● **Action item**:
Each entry must be copied exactly, without omission.

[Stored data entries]
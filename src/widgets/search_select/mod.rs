// SPDX-License-Identifier: MPL-2.0

//! Searchable dropdown selector widget.
//!
//! A text input that filters a fixed catalog of labeled options as the user
//! types, shows a toggleable list of matches, highlights the active row, and
//! hands the chosen value back to the host. After a choice is committed the
//! reopened list shows the full catalog with the chosen entry marked, so the
//! user can re-browse without retyping; clearing the input (the clear button
//! or any deleting edit) drops the committed choice and returns to filtering.
//!
//! # Example
//!
//! ```ignore
//! use crate::widgets::search_select::{SearchSelect, SearchSelectMessage, SearchSelectState, SelectOption};
//!
//! // In your app state
//! struct AppModel {
//!     select_state: SearchSelectState,
//! }
//!
//! // In your message enum
//! enum Message {
//!     Select(SearchSelectMessage),
//! }
//!
//! // In your view function
//! fn view(&self) -> Element<'_, Message> {
//!     SearchSelect::new(&self.select_state, Message::Select)
//!         .placeholder("Search color...")
//!         .width(Length::Fixed(320.0))
//!         .into()
//! }
//!
//! // In your update function
//! fn update(&mut self, message: Message) -> Task<Message> {
//!     match message {
//!         Message::Select(select_msg) => {
//!             if let Some(value) = self.select_state.apply(select_msg) {
//!                 // One committed selection per confirmed choice.
//!             }
//!         }
//!     }
//!     Task::none()
//! }
//! ```

mod item;
mod message;
mod state;
mod widget;

pub use item::SelectOption;
pub use message::SearchSelectMessage;
pub use state::{ListContents, SearchSelectState};
pub use widget::SearchSelect;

● **Solution to this problem**:
filename src/widgets/search_select/mod.rs
// SPDX-License-Identifier: MPL-2.0

//! Searchable dropdown selector widget.
//!
//! A text input that filters a fixed catalog of labeled options as the user
//! types, shows a toggleable list of matches, highlights the active row, and
//! hands the chosen value back to the host. After a choice is committed the
//! reopened list shows the full catalog with the chosen entry marked, so the
//! user can re-browse without retyping; clearing the input (the clear button
//! or any deleting edit) drops the committed choice and returns to filtering.
//!
//! # Example
//!
//! ```ignore
//! use crate::widgets::search_select::{SearchSelect, SearchSelectMessage, SearchSelectState, SelectOption};
//!
//! // In your app state
//! struct AppModel {
//!     select_state: SearchSelectState,
//! }
//!
//! // In your message enum
//! enum Message {
//!     Select(SearchSelectMessage),
//! }
//!
//! // In your view function
//! fn view(&self) -> Element<'_, Message> {
//!     SearchSelect::new(&self.select_state, Message::Select)
//!         .placeholder("Search color...")
//!         .width(Length::Fixed(320.0))
//!         .into()
//! }
//!
//! // In your update function
//! fn update(&mut self, message: Message) -> Task<Message> {
//!     match message {
//!         Message::Select(select_msg) => {
//!             if let Some(value) = self.select_state.apply(select_msg) {
//!                 // One committed selection per confirmed choice.
//!             }
//!         }
//!     }
//!     Task::none()
//! }
//! ```

mod item;
mod message;
mod state;
mod widget;

pub use item::SelectOption;
pub use message::SearchSelectMessage;
pub use state::{ListContents, SearchSelectState};
pub use widget::SearchSelect;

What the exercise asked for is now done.